01:38Regelmäßig wird der Restmüll gewogen und Stichproben entnommen.
01:41Was ihn interessiert, ist das, was am Ende übrig bleibt.
01:4586,5 Prozent des Mülls von Capanori werden bereits recycelt, dank eines Tür-zu-Tür-Sammelsystems.
01:52Für ihn ist Müll kein Abfall, sondern ein Designfehler.
02:02Der Bürger trennt, aber wenn etwas nicht trennbar ist, liegt die Verantwortung beim Hersteller.
02:07Das hier ist ein Designfehler.
02:09Produkte sollten so gemacht sein, dass sie recycelbar oder wiederverwendbar sind und nicht als Müll enden.
02:18In seinem Forschungszentrum wird Müll untersucht.
02:21Was zu oft im Rest landet, landet auf einer Liste.
02:23Dann klingelt beim Hersteller das Telefon.
02:26Im Forschungszentrum schreiben sie den Firmen und bekommen oft Antworten, um recycelbare Alternativen zu finden.
02:33Denn, wenn Müll ein Fehler ist, kann man ihn auch korrigieren.
02:38Das sind 107 Produkte, von denen wir sagen, sie lassen sich entweder gut recyceln, sind teilweise recycelbar oder können sinnvoll wiederverwendet werden.
02:48So sollte es sein.
02:5046.000 Menschen leben in Capanuri.
02:55Jede Familie stellt ihre durchsichtigen Tüten getrennt vor die Tür.
02:59So kontrolliert auch die Müllabfuhr, ob gut getrennt wird.
03:02In einem Lagerhaus am Stadtrand wird sichtbar, was Zero-Waste im Alltag bedeutet.
03:07Sechs davon gibt es im gesamten Gemeindegebiet, direkt neben dem Recyclinghof.
03:11Aber anstatt entsorgt zu werden, bekommen hier Kleider, Möbel und vieles mehr eine zweite Chance bei Annalisa Pace von Da Capo.
03:19Was wie Müll aussieht, ist in Wirklichkeit eine wertvolle Ressource.
03:26Die Leute bringen uns die Sachen direkt.
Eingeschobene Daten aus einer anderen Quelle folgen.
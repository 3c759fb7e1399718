//! Collaborator Data

use std::path::PathBuf;

use crate::domain::collaborators::records::CollaboratorUuid;

/// New Collaborator Data
#[derive(Debug, Clone, PartialEq, Default)]
pub struct NewCollaborator {
    pub name: String,
    pub role: String,
    pub email: Option<String>,
    pub department: Option<String>,
    pub phone: Option<String>,
    pub photo_path: Option<PathBuf>,
    pub manager_uuid: Option<CollaboratorUuid>,
}

/// Collaborator Update Data
///
/// `name`, `role` and `photo_path` keep the stored value when `None`; the
/// contact fields and `manager_uuid` are always replaced, so omitting the
/// manager turns the collaborator into a root.
#[derive(Debug, Clone, PartialEq, Default)]
pub struct CollaboratorUpdate {
    pub name: Option<String>,
    pub role: Option<String>,
    pub email: Option<String>,
    pub department: Option<String>,
    pub phone: Option<String>,
    pub photo_path: Option<PathBuf>,
    pub manager_uuid: Option<CollaboratorUuid>,
}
Sie werden gespendet.
03:30Etwa 10 Prozent müssen leider doch auf die Deponie. Aber der Rest, 90 Prozent, bekommt ein neues Leben.
03:36Entweder über unsere kostenlose Weitergabe oder im Sozialkaufhaus.
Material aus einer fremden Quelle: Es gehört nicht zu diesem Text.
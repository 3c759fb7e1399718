//! Test Helpers

use crate::{
    domain::{
        collaborators::{
            CollaboratorsService,
            data::NewCollaborator,
            records::{CollaboratorRecord, CollaboratorUuid},
        },
        companies::{
            CompaniesService,
            data::NewCompany,
            records::{CompanyRecord, CompanyUuid},
        },
    },
    test::TestContext,
};

pub(crate) async fn create_company(ctx: &TestContext, name: &str) -> CompanyRecord {
    ctx.companies
        .create_company(NewCompany {
            name: name.to_string(),
            ..NewCompany::default()
        })
        .await
        .expect("create_company should succeed")
}

pub(crate) async fn create_collaborator(
    ctx: &TestContext,
    company: CompanyUuid,
    name: &str,
    manager: Option<CollaboratorUuid>,
) -> CollaboratorRecord {
    ctx.collaborators
        .create_collaborator(company, new_collaborator(name, manager))
        .await
        .expect("create_collaborator should succeed")
}

pub(crate) fn new_collaborator(name: &str, manager: Option<CollaboratorUuid>) -> NewCollaborator {
    NewCollaborator {
        name: name.to_string(),
        role: "Analyst".to_string(),
        manager_uuid: manager,
        ..NewCollaborator::default()
    }
}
03:40Was aussieht wie ein Lagerhaus, ist eine Schatzkammer für Second-Hand-Helden.
03:49Hier bekommen Dinge ein zweites Leben und Menschen eine echte Chance.
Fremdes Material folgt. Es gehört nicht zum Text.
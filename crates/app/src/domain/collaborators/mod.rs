//! Collaborators

pub mod data;
pub mod errors;
pub mod records;
mod repository;
pub mod service;

pub use errors::CollaboratorsServiceError;
pub use service::*;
03:53Mittlerweile arbeiten hier 30 Angestellte und über 100 Familien profitieren jedes Jahr direkt davon.
04:01Menschen mit geringem Einkommen können hier kostenlos Dinge mitnehmen, die sie brauchen können, wenn sie unsere Kriterien erfüllen.
04:07Eine soziale Dimension, aber auch ein ganz konkreter Schritt gegen den Klimawandel, denn
04:15Wenn ich etwas repariere, muss man dafür keine neuen Rohstoffe abbauen. Und es fällt auch keine Verschmutzung durch die Herstellung an.
04:25Um fast 100 Prozent müllfrei zu werden, hat Rossano Ercolini klare Vorstellungen.
04:29Der nächste große Plan, eine Anlage, die sogar Windeln recyceln kann, mit Fördergeld aus Brüssel.
04:35So soll der Müllberg immer kleiner werden, denn das ist auch gut fürs Portemonnaie, weil weniger Abfall eben auch weniger kostet.
04:44Die Abfallgebühren von Capanori sind die niedrigsten der mittelgroßen Gemeinden der ganzen Toskana.
04:52Mehr als 300 Städte in Europa folgen inzwischen seinem Vorbild.
04:59Capanori war die erste und soll nicht die letzte Zero-Waste-Stadt bleiben.